Save the best . . .

A Generic Photo illustrating the concept of saving for a rainy day. See PA Feature FINANCE Finance Column. Picture credit should read: PA Photo/JupiterImages Corporation. WARNING: This picture must only be used to accompany PA Feature FINANCE Finance Column.
A Generic Photo illustrating the concept of saving for a rainy day. See PA Feature FINANCE Finance Column. Picture credit should read: PA Photo/JupiterImages Corporation. WARNING: This picture must only be used to accompany PA Feature FINANCE Finance Column.

Putting money away in savings hasn’t exactly been the easiest of tasks in recent years, with squeezed incomes leaving little surplus “rainy day” cash.

Even for those people who have been fortunate and disciplined enough to place money aside, the returns are still pretty paltry.

But saving is important, and it’s vital for most of us to have a “buffer” to turn to following an unexpected financial shock - be that losing your job or dealing with a broken boiler.

Households are generally recommended to have at least three months’ worth of essential spending put by to protect against sudden dents in their income.

But if saving isn’t your strong point, how can you turn your habits around?

New research from consumer group Which? has uncovered common traits in good savers, and the first of these is seeing saving as a habit, putting away money every month, no matter how big or small.

Which? found that getting into the habit of saving every month is far more likely to result in someone reaching a three-month saving buffer - true of people on lower incomes as well as those who earn more.

The second similarity in successful savers is saving for saving’s sake, rather than having a particular aim to put money towards, such as buying a car or booking a holiday. Which? found that saving in order to spend your money on something specific makes you more likely to stop saving once you’ve made whatever purchase you’re aiming towards. It also found that saving a certain amount, or proportion, of regular income tends to result in greater success than saving to reach one particular sum of money.

Finally, most successful savers tend to squirrel money out of the way of temptation, in a separate savings product that they’re less likely to dip into.

It’s advice that should be heeded by the 49% of people unhappy with their household savings, and the quarter (24%) who have no savings at all.

Certainly, Which? estimates around 14 million people could be encouraged to save more, and wants politicians to work with the industry and employers to “help get the UK saving”, passing on lessons from people who already have good saving habits.

Which? executive director Richard Lloyd says: “With half the population unhappy with their level of savings, we want the Government to develop a national savings strategy to help people build up a savings buffer, which is crucial to the resilience of the economy.”

Now could be a great time to start the savings habit, as the amount of money that can be saved into an Isa has been sharply increased.

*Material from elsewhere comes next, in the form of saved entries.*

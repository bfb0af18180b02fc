pub mod app;
pub mod auth;
pub mod config;
pub mod database;
pub mod error;
pub mod format;
pub mod handlers;
pub mod middleware;
pub mod services;
pub mod state;
pub mod types;
pub mod views;

pub use app::router;
pub use error::ConsoleError;
pub use state::AppState;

Launched on July 1, the new “super-Isa” allows people to put up to £15,000 a year tax-free in cash, stocks and shares, or any combination of the two.

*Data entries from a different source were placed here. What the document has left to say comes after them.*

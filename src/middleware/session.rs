use async_trait::async_trait;
use axum::{
    extract::{Request, State},
    http::HeaderMap,
    middleware::Next,
    response::Response,
};
use jsonwebtoken::{decode, Algorithm, DecodingKey, Validation};
use uuid::Uuid;

use crate::auth::SessionClaims;
use crate::config::AuthConfig;
use crate::error::ConsoleError;
use crate::state::AppState;
use crate::types::Principal;

/// Source of the current principal. Authentication itself happens at the auth provider.
#[async_trait]
pub trait SessionProvider: Send + Sync {
    async fn current_principal(&self, headers: &HeaderMap) -> Option<Principal>;
}

/// Verifies the provider's HS256 session tokens locally
pub struct JwtSessionProvider {
    decoding_key: DecodingKey,
    validation: Validation,
    cookie_name: String,
}

impl JwtSessionProvider {
    pub fn new(config: &AuthConfig) -> Self {
        let mut validation = Validation::new(Algorithm::HS256);
        match &config.jwt_audience {
            Some(aud) => validation.set_audience(&[aud.as_str()]),
            None => validation.validate_aud = false,
        }

        Self {
            decoding_key: DecodingKey::from_secret(config.jwt_secret.as_bytes()),
            validation,
            cookie_name: config.session_cookie.clone(),
        }
    }

    fn principal_from_token(&self, token: &str) -> Result<Principal, String> {
        let data = decode::<SessionClaims>(token, &self.decoding_key, &self.validation)
            .map_err(|e| format!("Invalid session token: {}", e))?;

        let id = Uuid::parse_str(&data.claims.sub)
            .map_err(|_| format!("Session subject is not a UUID: {}", data.claims.sub))?;

        Ok(Principal {
            id,
            email: data.claims.email,
        })
    }
}

#[async_trait]
impl SessionProvider for JwtSessionProvider {
    async fn current_principal(&self, headers: &HeaderMap) -> Option<Principal> {
        let token = extract_token(headers, &self.cookie_name)?;
        match self.principal_from_token(&token) {
            Ok(principal) => Some(principal),
            Err(msg) => {
                tracing::debug!("Rejected session: {}", msg);
                None
            }
        }
    }
}

/// Bearer token first, then the session cookie (browser navigation)
fn extract_token(headers: &HeaderMap, cookie_name: &str) -> Option<String> {
    let bearer = headers
        .get(axum::http::header::AUTHORIZATION)
        .and_then(|value| value.to_str().ok())
        .and_then(|value| value.strip_prefix("Bearer "))
        .map(str::trim)
        .filter(|token| !token.is_empty());

    if let Some(token) = bearer {
        return Some(token.to_string());
    }

    headers
        .get_all(axum::http::header::COOKIE)
        .iter()
        .filter_map(|value| value.to_str().ok())
        .flat_map(|value| value.split(';'))
        .filter_map(|pair| pair.trim().split_once('='))
        .find(|(name, value)| *name == cookie_name && !value.is_empty())
        .map(|(_, value)| value.to_string())
}

/// Principal (if any) for the current request, injected by `session_middleware`
#[derive(Clone, Debug, Default)]
pub struct Session(pub Option<Principal>);

impl Session {
    pub fn principal(&self) -> Option<&Principal> {
        self.0.as_ref()
    }

    pub fn require(&self) -> Result<&Principal, ConsoleError> {
        self.principal().ok_or(ConsoleError::AuthenticationAbsent)
    }
}

/// Resolves the session once per request. A missing session is not rejected here;
/// each page decides what "not authenticated" looks like.
pub async fn session_middleware(State(state): State<AppState>, mut request: Request, next: Next) -> Response {
    let principal = state.sessions.current_principal(request.headers()).await;

    if let Some(principal) = &principal {
        tracing::debug!(principal = %principal.id, "Session resolved");
    }

    request.extensions_mut().insert(Session(principal));
    next.run(request).await
}

#[cfg(test)]
mod tests {
    use super::*;
    use crate::auth::issue_session_token;
    use axum::http::HeaderValue;

    fn auth_config(audience: Option<&str>) -> AuthConfig {
        AuthConfig {
            jwt_secret: "unit-secret".to_string(),
            jwt_audience: audience.map(str::to_string),
            session_cookie: "rift-session".to_string(),
            login_url: "/login".to_string(),
        }
    }

    fn token(sub: &str, aud: Option<&str>) -> String {
        let mut claims = SessionClaims::new(sub, Some("ops@rift.test".into()), chrono::Duration::hours(1));
        if let Some(aud) = aud {
            claims = claims.with_audience(aud);
        }
        issue_session_token(&claims, "unit-secret").unwrap()
    }

    #[tokio::test]
    async fn bearer_token_yields_principal() {
        let provider = JwtSessionProvider::new(&auth_config(None));
        let id = Uuid::new_v4();
        let mut headers = HeaderMap::new();
        headers.insert(
            "authorization",
            HeaderValue::from_str(&format!("Bearer {}", token(&id.to_string(), None))).unwrap(),
        );

        let principal = provider.current_principal(&headers).await.unwrap();
        assert_eq!(principal.id, id);
        assert_eq!(principal.email.as_deref(), Some("ops@rift.test"));
    }

    #[tokio::test]
    async fn cookie_is_used_when_no_bearer() {
        let provider = JwtSessionProvider::new(&auth_config(None));
        let id = Uuid::new_v4();
        let mut headers = HeaderMap::new();
        headers.insert(
            "cookie",
            HeaderValue::from_str(&format!("theme=dark; rift-session={}", token(&id.to_string(), None))).unwrap(),
        );

        assert_eq!(provider.current_principal(&headers).await.unwrap().id, id);
    }

    #[tokio::test]
    async fn audience_mismatch_and_bad_subject_are_rejected() {
        let provider = JwtSessionProvider::new(&auth_config(Some("authenticated")));
        let id = Uuid::new_v4().to_string();

        let mut headers = HeaderMap::new();
        headers.insert(
            "authorization",
            HeaderValue::from_str(&format!("Bearer {}", token(&id, Some("anon")))).unwrap(),
        );
        assert!(provider.current_principal(&headers).await.is_none());

        headers.insert(
            "authorization",
            HeaderValue::from_str(&format!("Bearer {}", token("not-a-uuid", Some("authenticated")))).unwrap(),
        );
        assert!(provider.current_principal(&headers).await.is_none());

        headers.insert(
            "authorization",
            HeaderValue::from_str(&format!("Bearer {}", token(&id, Some("authenticated")))).unwrap(),
        );
        assert!(provider.current_principal(&headers).await.is_some());
    }

    #[test]
    fn extract_token_ignores_other_schemes() {
        let mut headers = HeaderMap::new();
        headers.insert("authorization", HeaderValue::from_static("Basic dXNlcjpwYXNz"));
        assert!(extract_token(&headers, "rift-session").is_none());

        headers.insert("cookie", HeaderValue::from_static("rift-session="));
        assert!(extract_token(&headers, "rift-session").is_none());
    }
}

Figures just released by the British Bankers’ Association (BBA) suggest that the new Isa limit is helping to revitalise the country’s savings culture. The BBA found that the amount of money being put into cash Isas surged by £4.9 billion in July, suggesting that people were waiting for the new rules to come into effect before putting their cash away.

HOW... CAN WIDOWS MAKE SURE THEY DON’T LOSE THEIR LATE HUSBANDS’ PENSIONS?

Pensions expert Ros Altmann says it’s certainly a problem that many people lose track of old pension entitlements, and a widow can find herself left without anything from her late husband’s pension unless she is aware of what his entitlement was.

Dr Altmann, who was recently appointed by the Government as business champion for older workers, says: “If husbands have died relatively young, a defined benefit pension scheme would provide some money for the widow and a defined contribution scheme could pay out a tax free sum, but widows would need to notify the scheme that their husband has passed away and make a claim for their entitlement.”

Here are Dr Altmann’s tips on how wives and widows can make sure they receive what they are entitled to:

Keep track of all old entitlements. This is vital even before you reach older age, just in case of accidental death.

Consider merging old pension entitlements together in one place so they are easier to keep track of. Ideally, people might consider moving their old entitlements with them when they change jobs or start with a new pension provider.

Keep a list of all your pension entitlements and latest statements.

If you’re moving house, make sure you notify all your pension providers of your change of address so they can contact you.

Keep “expression of wish” forms up to date so pension providers know who should inherit a pension if the worst happens.

If your husband has died, you might want to consider writing to any past employers you know your husband worked for to ask if they have a pension scheme and if they have any record of him having been a member.

A Government-run service can help track down old pensions - www.gov.uk/find-lost-pension.